Borna Sahar, Ho Olivia A, Gomez-Cabello Cesar A, Haider Syed Ali, Genovese Ariana, Prabha Srinivasagam, Haider Clifton R, Felton Christopher L, McLeod Christopher J, Bruce Charles J, Carter Rickey E, Forte Antonio Jorge
Division of Plastic Surgery, Mayo Clinic, Jacksonville, FL 32224, USA.
Department of Physiology and Biomedical Engineering, Mayo Clinic, Rochester, MN 55905, USA.
J Clin Med. 2024 Dec 25;14(1):37. doi: 10.3390/jcm14010037.
Effective pain management is crucial for both comfort and outcomes, yet predicting and managing this pain is difficult. This study aimed to analyze postoperative pain in patients undergoing hand surgery at the Mayo Clinic Florida, examining how patient characteristics and anxiety affect pain outcomes. We conducted a single-arm clinical trial at Mayo Clinic Florida, recruiting patients undergoing hand surgery. Preoperative pain and anxiety were assessed using the Pain Catastrophizing Scale (PCS) and State-Trait Anxiety Inventory (STAI). Postoperatively, patients used an iPhone app to record pain levels and medication use every four hours. Devices were collected three days after surgery. We analyzed the relationship between demographics, PCS, STAI scores, and pain levels using linear and logistic regression models. All statistical tests were two-sided with significance set at < 0.05, analyzed with R4.2.2. Data were collected from 62 patients (62.9% women, 37.1% men) undergoing hand surgery. Participants were mainly White (90.3%), with 50% being in the middle-aged adult group. Most had low anxiety levels (80.6% STAI-S, 82.3% STAI-T) and low catastrophizing (61.3% PCS). Postoperative pain was low, with median scores between 1.0 and 2.0 over three days. Demographics, anxiety, and catastrophizing were not significant predictors of pain levels. Logistic regression showed time as a significant factor, with pain levels peaking on Day 3. Postoperative pain after hand surgery was generally low, with time being a significant predictor of increased pain. Demographic factors, anxiety, and catastrophizing did not significantly affect pain levels. Pain management should emphasize time-sensitive interventions and ongoing monitoring.

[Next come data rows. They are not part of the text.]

//! Command-line interface: text rendering of the list, detail and
//! favourites views.

use std::path::PathBuf;

use clap::{Parser, Subcommand};
use console::style;
use indicatif::{ProgressBar, ProgressStyle};

use crate::config::{validate_page_size, ClientConfig};
use crate::error::{JobBoardError, Result};
use crate::format::{
    format_city, format_detail_wage, format_period, format_requirements, format_wage,
};
use crate::list::{JobList, ListView};
use crate::state::AppState;
use crate::types::Job;

/// Width used to wrap long job texts.
const TEXT_WRAP_WIDTH: usize = 76;

/// Jobboard - Browse a paginated public job feed and keep local favourites.
#[derive(Parser)]
#[command(name = "jobboard")]
#[command(version, about, long_about = None)]
pub struct Cli {
    /// Directory for persisted favourites (default: $JOBBOARD_DATA_DIR or .jobboard)
    #[arg(long, global = true)]
    pub data_dir: Option<PathBuf>,

    /// Job feed base URL (default: $JOBBOARD_API_BASE_URL or the public feed)
    #[arg(long, global = true)]
    pub base_url: Option<String>,

    #[command(subcommand)]
    pub command: Commands,
}

#[derive(Subcommand)]
pub enum Commands {
    /// List jobs, loading one or more pages.
    List {
        /// Number of pages to load
        #[arg(short, long, default_value_t = 1)]
        pages: u32,

        /// Jobs per page
        #[arg(short = 's', long)]
        page_size: Option<u32>,
    },

    /// Show details of a single job.
    Show {
        /// Job id (workAssignmentId)
        id: String,
    },

    /// Mark or unmark a job as favourite.
    Toggle {
        /// Job id (workAssignmentId)
        id: String,
    },

    /// Show favourite jobs found in the loaded pages.
    Favourites {
        /// Number of pages to load before collecting favourites
        #[arg(short, long, default_value_t = 1)]
        pages: u32,

        /// Fetch favourites missing from the loaded pages by id
        #[arg(long)]
        fetch_missing: bool,
    },
}

/// Run the CLI.
pub fn run() -> Result<()> {
    let cli = Cli::parse();

    let mut config = ClientConfig::from_env()?;
    if let Some(dir) = cli.data_dir {
        config.data_dir = dir;
    }
    if let Some(url) = cli.base_url {
        config.base_url = url;
    }

    let runtime = tokio::runtime::Builder::new_current_thread()
        .enable_all()
        .build()?;

    match cli.command {
        Commands::List { pages, page_size } => {
            if let Some(size) = page_size {
                validate_page_size(size)?;
                config.page_size = size;
            }
            let state = AppState::new(&config)?;
            runtime.block_on(list_command(&state, pages))
        }
        Commands::Show { id } => {
            let state = AppState::new(&config)?;
            runtime.block_on(show_command(&state, &id))
        }
        Commands::Toggle { id } => {
            let state = AppState::new(&config)?;
            toggle_command(&state, &id)
        }
        Commands::Favourites {
            pages,
            fetch_missing,
        } => {
            let state = AppState::new(&config)?;
            runtime.block_on(favourites_command(&state, pages, fetch_missing))
        }
    }
}

fn spinner(message: &'static str) -> ProgressBar {
    let pb = ProgressBar::new_spinner();
    #[allow(clippy::expect_used)] // Static template string that is guaranteed to be valid
    pb.set_style(
        ProgressStyle::default_spinner()
            .template("{spinner:.green} {msg}")
            .expect("valid template"),
    );
    pb.set_message(message);
    pb.enable_steady_tick(std::time::Duration::from_millis(100));
    pb
}

/// Load page 0 and then up to `pages - 1` more pages.
async fn load_pages(list: &mut JobList, pages: u32) {
    let pb = spinner("Loading jobs…");
    list.load_initial().await;
    for _ in 1..pages {
        if list.load_more().await.is_none() || list.aggregator().error().is_some() {
            break;
        }
    }
    pb.finish_and_clear();
}

async fn list_command(state: &AppState, pages: u32) -> Result<()> {
    let mut list = state.job_list();
    load_pages(&mut list, pages).await;

    match list.view() {
        ListView::Offline => Err(JobBoardError::Offline),
        ListView::Failed { message } => Err(JobBoardError::Query(message.to_string())),
        ListView::Loading => Ok(()),
        ListView::Empty => {
            println!("{}", style(JobBoardError::EmptyResult { page: 0 }).dim());
            Ok(())
        }
        ListView::Jobs { jobs, error, .. } => {
            for job in jobs {
                print_card(job, state.is_favourite(job.id()));
            }
            println!(
                "{} jobs on {} page(s)",
                style(jobs.len()).bold(),
                list.aggregator().page() + 1
            );
            if let Some(message) = error {
                println!("{} {message}", style("Error loading more jobs:").red().bold());
            }
            Ok(())
        }
    }
}

async fn show_command(state: &AppState, id: &str) -> Result<()> {
    let pb = spinner("Loading job…");
    let result = state.api.get_job(id).await;
    pb.finish_and_clear();
    let job = result?.data;

    println!("{}", style(&job.work_assignment_name).bold());
    println!();
    println!("  {} {}", style("City:").bold(), format_city(&job));
    println!("  {} {}", style("Wage:").bold(), style(format_detail_wage(&job)).magenta());
    println!("  {}", style("Requirements:").bold());
    for line in textwrap::wrap(format_requirements(&job), TEXT_WRAP_WIDTH) {
        println!("    {line}");
    }
    println!(
        "  {} {}",
        style("Period:").bold(),
        format_period(job.period_from, job.period_to)
    );
    if let Some(link) = &job.branch_link {
        println!("  {} {}", style("More about this job:").bold(), style(link).underlined());
    }
    if state.is_favourite(job.id()) {
        println!();
        println!("  {}", style("★ Favourite").magenta());
    }
    Ok(())
}

fn toggle_command(state: &AppState, id: &str) -> Result<()> {
    if state.toggle_favourite(id)? {
        println!("{} {}", style("★ Added to favourites:").magenta().bold(), id);
    } else {
        println!("{} {}", style("☆ Removed from favourites:").bold(), id);
    }
    Ok(())
}

async fn favourites_command(state: &AppState, pages: u32, fetch_missing: bool) -> Result<()> {
    if !state.favourites.is_empty() {
        let mut list = state.job_list();
        load_pages(&mut list, pages).await;
        if state.connectivity().is_offline() {
            eprintln!(
                "{} showing only favourites already loaded",
                style("No internet connection:").yellow().bold()
            );
        }
    }

    let jobs = if fetch_missing {
        state.resolve_favourite_jobs().await
    } else {
        state.favourite_jobs()
    };

    if jobs.is_empty() {
        println!("{}", style("No favourite jobs yet").dim());
        return Ok(());
    }
    for job in &jobs {
        print_card(job, true);
    }
    Ok(())
}

fn print_card(job: &Job, favourite: bool) {
    let star = if favourite {
        style("★").magenta().to_string()
    } else {
        style("☆").dim().to_string()
    };
    println!("{star} {}", style(&job.work_assignment_name).bold());
    println!("    {}", format_city(job));
    println!("    {}", style(format_wage(job)).magenta());
    println!("    {}", style(job.id()).dim());
}

#[cfg(test)]
mod tests {
    use super::*;

    #[test]
    fn test_cli_parse_list_defaults() {
        let cli = Cli::parse_from(["jobboard", "list"]);
        let Commands::List { pages, page_size } = cli.command else {
            panic!("expected list command");
        };
        assert_eq!(pages, 1);
        assert!(page_size.is_none());
        assert!(cli.data_dir.is_none());
    }

    #[test]
    fn test_cli_parse_list_with_options() {
        let cli = Cli::parse_from([
            "jobboard",
            "--data-dir",
            "/tmp/jb",
            "list",
            "--pages",
            "3",
            "-s",
            "10",
        ]);
        let Commands::List { pages, page_size } = cli.command else {
            panic!("expected list command");
        };
        assert_eq!(pages, 3);
        assert_eq!(page_size, Some(10));
        assert_eq!(cli.data_dir, Some(PathBuf::from("/tmp/jb")));
    }

    #[test]
    fn test_cli_parse_favourites() {
        let cli = Cli::parse_from(["jobboard", "favourites", "--fetch-missing", "--base-url", "http://x"]);
        let Commands::Favourites {
            pages,
            fetch_missing,
        } = cli.command
        else {
            panic!("expected favourites command");
        };
        assert_eq!(pages, 1);
        assert!(fetch_missing);
        assert_eq!(cli.base_url.as_deref(), Some("http://x"));
    }

    #[test]
    fn test_cli_parse_toggle_and_show() {
        let cli = Cli::parse_from(["jobboard", "toggle", "wa-1"]);
        assert!(matches!(cli.command, Commands::Toggle { ref id } if id == "wa-1"));

        let cli = Cli::parse_from(["jobboard", "show", "wa-2"]);
        assert!(matches!(cli.command, Commands::Show { ref id } if id == "wa-2"));
    }
}
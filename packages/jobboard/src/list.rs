//! Job list screen model: pagination driven through the API.

use crate::api::JobsApi;
use crate::cache::FetchPolicy;
use crate::pagination::{Completion, ListAggregator, ListStatus, PageTicket};
use crate::types::Job;

/// What the list screen should render.
#[derive(Debug, Clone, Copy, PartialEq)]
pub enum ListView<'a> {
    /// No connectivity; overrides every other state.
    Offline,
    /// First load with nothing to show yet.
    Loading,
    /// Request failed with nothing to show.
    Failed { message: &'a str },
    /// Loaded, but the feed has no jobs.
    Empty,
    Jobs {
        jobs: &'a [Job],
        fetching_more: bool,
        error: Option<&'a str>,
    },
}

/// Paginated job list bound to an API client.
#[derive(Debug)]
pub struct JobList {
    api: JobsApi,
    list: ListAggregator,
}

impl JobList {
    #[must_use]
    pub fn new(api: JobsApi, page_size: u32) -> Self {
        Self {
            api,
            list: ListAggregator::new(page_size),
        }
    }

    /// Load page 0, replacing anything displayed.
    pub async fn load_initial(&mut self) -> Completion {
        let ticket = self.list.begin_initial();
        self.run(ticket, FetchPolicy::CacheFirst).await
    }

    /// Load the next page and append it. `None` if no request was started.
    pub async fn load_more(&mut self) -> Option<Completion> {
        let ticket = self.list.begin_load_more()?;
        Some(self.run(ticket, FetchPolicy::CacheFirst).await)
    }

    /// Clear the list and fetch page 0 from the network again.
    pub async fn refresh(&mut self) -> Completion {
        let ticket = self.list.begin_refresh();
        self.run(ticket, FetchPolicy::Refetch).await
    }

    async fn run(&mut self, ticket: PageTicket, policy: FetchPolicy) -> Completion {
        let outcome = self
            .api
            .list_jobs(self.list.args(ticket), policy)
            .await
            .map(|resp| resp.data.items)
            .map_err(|e| e.to_string());
        self.list.complete(ticket, outcome)
    }

    #[must_use]
    pub fn aggregator(&self) -> &ListAggregator {
        &self.list
    }

    /// Mutable access, for callers that drive tickets themselves.
    pub fn aggregator_mut(&mut self) -> &mut ListAggregator {
        &mut self.list
    }

    #[must_use]
    pub fn view(&self) -> ListView<'_> {
        render(&self.list, self.api.connectivity().is_offline())
    }
}

/// Decide what to render for a list state.
#[must_use]
pub fn render(list: &ListAggregator, offline: bool) -> ListView<'_> {
    if offline {
        return ListView::Offline;
    }

    let items = list.items();
    if items.is_empty() {
        return match (list.status(), list.error()) {
            (ListStatus::Failed, Some(message)) => ListView::Failed { message },
            (ListStatus::Loaded, _) => ListView::Empty,
            _ => ListView::Loading,
        };
    }

    ListView::Jobs {
        jobs: items,
        fetching_more: list.is_fetching(),
        error: list.error(),
    }
}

有效的疼痛管理对于舒适度和治疗结果都至关重要,但预测和管理这种疼痛却很困难。本研究旨在分析佛罗里达州梅奥诊所接受手部手术患者的术后疼痛情况,研究患者特征和焦虑如何影响疼痛结果。我们在佛罗里达州梅奥诊所进行了一项单臂临床试验,招募接受手部手术的患者。术前使用疼痛灾难化量表(PCS)和状态-特质焦虑量表(STAI)评估疼痛和焦虑情况。术后,患者使用一款iPhone应用程序每四小时记录一次疼痛程度和用药情况。术后三天收集设备。我们使用线性和逻辑回归模型分析人口统计学、PCS、STAI评分与疼痛程度之间的关系。所有统计检验均为双侧检验,显著性设定为<0.05,使用R4.2.2进行分析。数据收集自62例接受手部手术的患者(女性62.9%,男性37.1%)。参与者主要为白人(90.3%),50%属于中年成年组。大多数人焦虑水平较低(STAI-S为80.6%,STAI-T为82.3%)且灾难化程度较低(PCS为61.3%)。术后疼痛程度较低,三天内中位数评分在1.0至2.0之间。人口统计学、焦虑和灾难化程度不是疼痛程度的显著预测因素。逻辑回归显示时间是一个显著因素,疼痛程度在第3天达到峰值。手部手术后的术后疼痛总体较低,时间是疼痛增加的显著预测因素。人口统计学因素、焦虑和灾难化程度并未显著影响疼痛程度。疼痛管理应强调时间敏感型干预措施和持续监测。